▸ **EXERCISE BRIEF**: Line by line, write out the material exactly.

########

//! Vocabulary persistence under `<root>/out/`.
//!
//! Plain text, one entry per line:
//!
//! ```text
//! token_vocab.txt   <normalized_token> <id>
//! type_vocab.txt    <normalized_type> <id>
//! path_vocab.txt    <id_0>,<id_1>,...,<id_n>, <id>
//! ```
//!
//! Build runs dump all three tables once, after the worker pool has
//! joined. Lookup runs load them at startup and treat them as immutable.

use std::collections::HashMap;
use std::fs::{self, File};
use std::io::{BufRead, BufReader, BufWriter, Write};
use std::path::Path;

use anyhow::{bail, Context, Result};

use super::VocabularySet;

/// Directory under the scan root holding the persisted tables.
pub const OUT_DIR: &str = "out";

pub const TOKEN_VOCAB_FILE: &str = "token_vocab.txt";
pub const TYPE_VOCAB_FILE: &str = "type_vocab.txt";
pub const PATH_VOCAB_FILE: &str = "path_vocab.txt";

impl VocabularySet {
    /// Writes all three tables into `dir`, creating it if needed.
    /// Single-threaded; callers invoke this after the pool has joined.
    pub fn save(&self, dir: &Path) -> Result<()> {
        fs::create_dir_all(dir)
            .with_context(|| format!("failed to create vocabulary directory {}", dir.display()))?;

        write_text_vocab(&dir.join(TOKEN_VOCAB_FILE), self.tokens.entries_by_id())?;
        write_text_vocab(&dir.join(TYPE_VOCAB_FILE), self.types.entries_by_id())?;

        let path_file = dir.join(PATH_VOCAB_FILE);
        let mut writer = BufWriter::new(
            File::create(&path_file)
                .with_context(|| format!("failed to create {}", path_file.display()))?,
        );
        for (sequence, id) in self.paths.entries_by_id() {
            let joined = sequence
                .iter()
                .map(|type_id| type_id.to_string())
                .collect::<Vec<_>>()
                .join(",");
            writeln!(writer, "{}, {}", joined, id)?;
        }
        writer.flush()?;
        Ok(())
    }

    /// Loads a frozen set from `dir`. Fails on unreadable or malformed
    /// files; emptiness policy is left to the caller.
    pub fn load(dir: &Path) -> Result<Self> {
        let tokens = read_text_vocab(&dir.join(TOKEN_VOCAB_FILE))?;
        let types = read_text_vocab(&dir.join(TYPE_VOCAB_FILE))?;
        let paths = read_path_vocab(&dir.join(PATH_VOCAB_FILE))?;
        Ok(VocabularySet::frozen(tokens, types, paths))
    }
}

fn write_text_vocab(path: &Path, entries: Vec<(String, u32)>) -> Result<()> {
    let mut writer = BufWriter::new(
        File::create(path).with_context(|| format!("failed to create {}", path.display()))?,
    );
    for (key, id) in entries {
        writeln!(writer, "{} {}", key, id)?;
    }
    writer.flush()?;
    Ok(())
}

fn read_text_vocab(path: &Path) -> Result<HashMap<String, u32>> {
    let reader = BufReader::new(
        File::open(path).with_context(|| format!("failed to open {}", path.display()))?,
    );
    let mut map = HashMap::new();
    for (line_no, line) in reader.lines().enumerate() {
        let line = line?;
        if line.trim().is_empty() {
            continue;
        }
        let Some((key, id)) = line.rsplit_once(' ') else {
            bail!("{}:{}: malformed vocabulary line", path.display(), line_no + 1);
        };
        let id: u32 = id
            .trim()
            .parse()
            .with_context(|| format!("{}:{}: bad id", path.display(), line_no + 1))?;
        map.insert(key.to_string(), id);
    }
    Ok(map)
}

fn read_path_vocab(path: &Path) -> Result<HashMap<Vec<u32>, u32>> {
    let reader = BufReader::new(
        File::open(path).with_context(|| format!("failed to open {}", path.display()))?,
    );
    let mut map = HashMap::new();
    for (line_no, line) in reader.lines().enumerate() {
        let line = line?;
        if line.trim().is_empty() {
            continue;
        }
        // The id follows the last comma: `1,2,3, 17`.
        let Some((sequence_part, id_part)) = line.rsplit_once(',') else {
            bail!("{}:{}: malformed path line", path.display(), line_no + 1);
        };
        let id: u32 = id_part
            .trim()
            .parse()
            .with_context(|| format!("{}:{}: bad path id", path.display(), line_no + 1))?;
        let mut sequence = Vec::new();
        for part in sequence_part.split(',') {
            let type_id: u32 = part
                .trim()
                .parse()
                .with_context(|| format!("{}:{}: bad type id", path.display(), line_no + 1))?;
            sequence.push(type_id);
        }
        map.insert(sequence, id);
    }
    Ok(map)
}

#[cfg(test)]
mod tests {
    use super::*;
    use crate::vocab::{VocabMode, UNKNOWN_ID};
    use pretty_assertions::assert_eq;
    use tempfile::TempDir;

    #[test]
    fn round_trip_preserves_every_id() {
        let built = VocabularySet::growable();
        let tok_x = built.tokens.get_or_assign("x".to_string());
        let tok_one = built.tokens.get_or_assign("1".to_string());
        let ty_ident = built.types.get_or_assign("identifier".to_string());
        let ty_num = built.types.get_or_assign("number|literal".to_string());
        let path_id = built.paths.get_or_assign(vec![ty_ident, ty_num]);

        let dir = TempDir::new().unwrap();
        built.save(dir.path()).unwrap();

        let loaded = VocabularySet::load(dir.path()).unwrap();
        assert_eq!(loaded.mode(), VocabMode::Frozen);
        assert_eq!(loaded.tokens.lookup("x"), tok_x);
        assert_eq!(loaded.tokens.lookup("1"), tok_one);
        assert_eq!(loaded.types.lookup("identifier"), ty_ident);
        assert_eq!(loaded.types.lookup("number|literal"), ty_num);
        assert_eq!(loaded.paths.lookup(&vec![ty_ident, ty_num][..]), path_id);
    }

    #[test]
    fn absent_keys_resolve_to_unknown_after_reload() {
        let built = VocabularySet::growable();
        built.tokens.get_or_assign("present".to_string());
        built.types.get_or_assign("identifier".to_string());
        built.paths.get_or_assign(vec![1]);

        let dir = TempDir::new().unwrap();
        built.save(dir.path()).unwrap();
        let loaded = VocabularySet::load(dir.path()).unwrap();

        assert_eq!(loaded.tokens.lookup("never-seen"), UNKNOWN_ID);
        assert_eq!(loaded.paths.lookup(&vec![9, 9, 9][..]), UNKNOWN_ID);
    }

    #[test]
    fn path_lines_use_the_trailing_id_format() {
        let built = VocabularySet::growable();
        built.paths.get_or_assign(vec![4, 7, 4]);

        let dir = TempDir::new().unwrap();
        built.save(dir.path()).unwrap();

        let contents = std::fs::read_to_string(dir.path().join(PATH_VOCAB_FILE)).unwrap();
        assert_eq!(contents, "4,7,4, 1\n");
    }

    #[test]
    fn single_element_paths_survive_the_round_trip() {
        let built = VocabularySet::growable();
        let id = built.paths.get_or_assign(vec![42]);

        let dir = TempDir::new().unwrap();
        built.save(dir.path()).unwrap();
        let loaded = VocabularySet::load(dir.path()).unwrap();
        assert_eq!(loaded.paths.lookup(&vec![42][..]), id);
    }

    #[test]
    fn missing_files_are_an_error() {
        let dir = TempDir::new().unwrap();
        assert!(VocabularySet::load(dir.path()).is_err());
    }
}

########

▸ **RESULT FOR THIS TASK**:
//! Vocabulary persistence under `<root>/out/`.
//!
//! Plain text, one entry per line:
//!
//! ```text
//! token_vocab.txt   <normalized_token> <id>
//! type_vocab.txt    <normalized_type> <id>
//! path_vocab.txt    <id_0>,<id_1>,...,<id_n>, <id>
//! ```
//!
//! Build runs dump all three tables once, after the worker pool has
//! joined. Lookup runs load them at startup and treat them as immutable.

use std::collections::HashMap;
use std::fs::{self, File};
use std::io::{BufRead, BufReader, BufWriter, Write};
use std::path::Path;

use anyhow::{bail, Context, Result};

use super::VocabularySet;

/// Directory under the scan root holding the persisted tables.
pub const OUT_DIR: &str = "out";

pub const TOKEN_VOCAB_FILE: &str = "token_vocab.txt";
pub const TYPE_VOCAB_FILE: &str = "type_vocab.txt";
pub const PATH_VOCAB_FILE: &str = "path_vocab.txt";

impl VocabularySet {
    /// Writes all three tables into `dir`, creating it if needed.
    /// Single-threaded; callers invoke this after the pool has joined.
    pub fn save(&self, dir: &Path) -> Result<()> {
        fs::create_dir_all(dir)
            .with_context(|| format!("failed to create vocabulary directory {}", dir.display()))?;

        write_text_vocab(&dir.join(TOKEN_VOCAB_FILE), self.tokens.entries_by_id())?;
        write_text_vocab(&dir.join(TYPE_VOCAB_FILE), self.types.entries_by_id())?;

        let path_file = dir.join(PATH_VOCAB_FILE);
        let mut writer = BufWriter::new(
            File::create(&path_file)
                .with_context(|| format!("failed to create {}", path_file.display()))?,
        );
        for (sequence, id) in self.paths.entries_by_id() {
            let joined = sequence
                .iter()
                .map(|type_id| type_id.to_string())
                .collect::<Vec<_>>()
                .join(",");
            writeln!(writer, "{}, {}", joined, id)?;
        }
        writer.flush()?;
        Ok(())
    }

    /// Loads a frozen set from `dir`. Fails on unreadable or malformed
    /// files; emptiness policy is left to the caller.
    pub fn load(dir: &Path) -> Result<Self> {
        let tokens = read_text_vocab(&dir.join(TOKEN_VOCAB_FILE))?;
        let types = read_text_vocab(&dir.join(TYPE_VOCAB_FILE))?;
        let paths = read_path_vocab(&dir.join(PATH_VOCAB_FILE))?;
        Ok(VocabularySet::frozen(tokens, types, paths))
    }
}

fn write_text_vocab(path: &Path, entries: Vec<(String, u32)>) -> Result<()> {
    let mut writer = BufWriter::new(
        File::create(path).with_context(|| format!("failed to create {}", path.display()))?,
    );
    for (key, id) in entries {
        writeln!(writer, "{} {}", key, id)?;
    }
    writer.flush()?;
    Ok(())
}

fn read_text_vocab(path: &Path) -> Result<HashMap<String, u32>> {
    let reader = BufReader::new(
        File::open(path).with_context(|| format!("failed to open {}", path.display()))?,
    );
    let mut map = HashMap::new();
    for (line_no, line) in reader.lines().enumerate() {
        let line = line?;
        if line.trim().is_empty() {
            continue;
        }
        let Some((key, id)) = line.rsplit_once(' ') else {
            bail!("{}:{}: malformed vocabulary line", path.display(), line_no + 1);
        };
        let id: u32 = id
            .trim()
            .parse()
            .with_context(|| format!("{}:{}: bad id", path.display(), line_no + 1))?;
        map.insert(key.to_string(), id);
    }
    Ok(map)
}

fn read_path_vocab(path: &Path) -> Result<HashMap<Vec<u32>, u32>> {
    let reader = BufReader::new(
        File::open(path).with_context(|| format!("failed to open {}", path.display()))?,
    );
    let mut map = HashMap::new();
    for (line_no, line) in reader.lines().enumerate() {
        let line = line?;
        if line.trim().is_empty() {
            continue;
        }
        // The id follows the last comma: `1,2,3, 17`.
        let Some((sequence_part, id_part)) = line.rsplit_once(',') else {
            bail!("{}:{}: malformed path line", path.display(), line_no + 1);
        };
        let id: u32 = id_part
            .trim()
            .parse()
            .with_context(|| format!("{}:{}: bad path id", path.display(), line_no + 1))?;
        let mut sequence = Vec::new();
        for part in sequence_part.split(',') {
            let type_id: u32 = part
                .trim()
                .parse()
                .with_context(|| format!("{}:{}: bad type id", path.display(), line_no + 1))?;
            sequence.push(type_id);
        }
        map.insert(sequence, id);
    }
    Ok(map)
}

#[cfg(test)]
mod tests {
    use super::*;
    use crate::vocab::{VocabMode, UNKNOWN_ID};
    use pretty_assertions::assert_eq;
    use tempfile::TempDir;

    #[test]
    fn round_trip_preserves_every_id() {
        let built = VocabularySet::growable();
        let tok_x = built.tokens.get_or_assign("x".to_string());
        let tok_one = built.tokens.get_or_assign("1".to_string());
        let ty_ident = built.types.get_or_assign("identifier".to_string());
        let ty_num = built.types.get_or_assign("number|literal".to_string());
        let path_id = built.paths.get_or_assign(vec![ty_ident, ty_num]);

        let dir = TempDir::new().unwrap();
        built.save(dir.path()).unwrap();

        let loaded = VocabularySet::load(dir.path()).unwrap();
        assert_eq!(loaded.mode(), VocabMode::Frozen);
        assert_eq!(loaded.tokens.lookup("x"), tok_x);
        assert_eq!(loaded.tokens.lookup("1"), tok_one);
        assert_eq!(loaded.types.lookup("identifier"), ty_ident);
        assert_eq!(loaded.types.lookup("number|literal"), ty_num);
        assert_eq!(loaded.paths.lookup(&vec![ty_ident, ty_num][..]), path_id);
    }

    #[test]
    fn absent_keys_resolve_to_unknown_after_reload() {
        let built = VocabularySet::growable();
        built.tokens.get_or_assign("present".to_string());
        built.types.get_or_assign("identifier".to_string());
        built.paths.get_or_assign(vec![1]);

        let dir = TempDir::new().unwrap();
        built.save(dir.path()).unwrap();
        let loaded = VocabularySet::load(dir.path()).unwrap();

        assert_eq!(loaded.tokens.lookup("never-seen"), UNKNOWN_ID);
        assert_eq!(loaded.paths.lookup(&vec![9, 9, 9][..]), UNKNOWN_ID);
    }

    #[test]
    fn path_lines_use_the_trailing_id_format() {
        let built = VocabularySet::growable();
        built.paths.get_or_assign(vec![4, 7, 4]);

        let dir = TempDir::new().unwrap();
        built.save(dir.path()).unwrap();

        let contents = std::fs::read_to_string(dir.path().join(PATH_VOCAB_FILE)).unwrap();
        assert_eq!(contents, "4,7,4, 1\n");
    }

    #[test]
    fn single_element_paths_survive_the_round_trip() {
        let built = VocabularySet::growable();
        let id = built.paths.get_or_assign(vec![42]);

        let dir = TempDir::new().unwrap();
        built.save(dir.path()).unwrap();
        let loaded = VocabularySet::load(dir.path()).unwrap();
        assert_eq!(loaded.paths.lookup(&vec![42][..]), id);
    }

    #[test]
    fn missing_files_are_an_error() {
        let dir = TempDir::new().unwrap();
        assert!(VocabularySet::load(dir.path()).is_err());
    }
}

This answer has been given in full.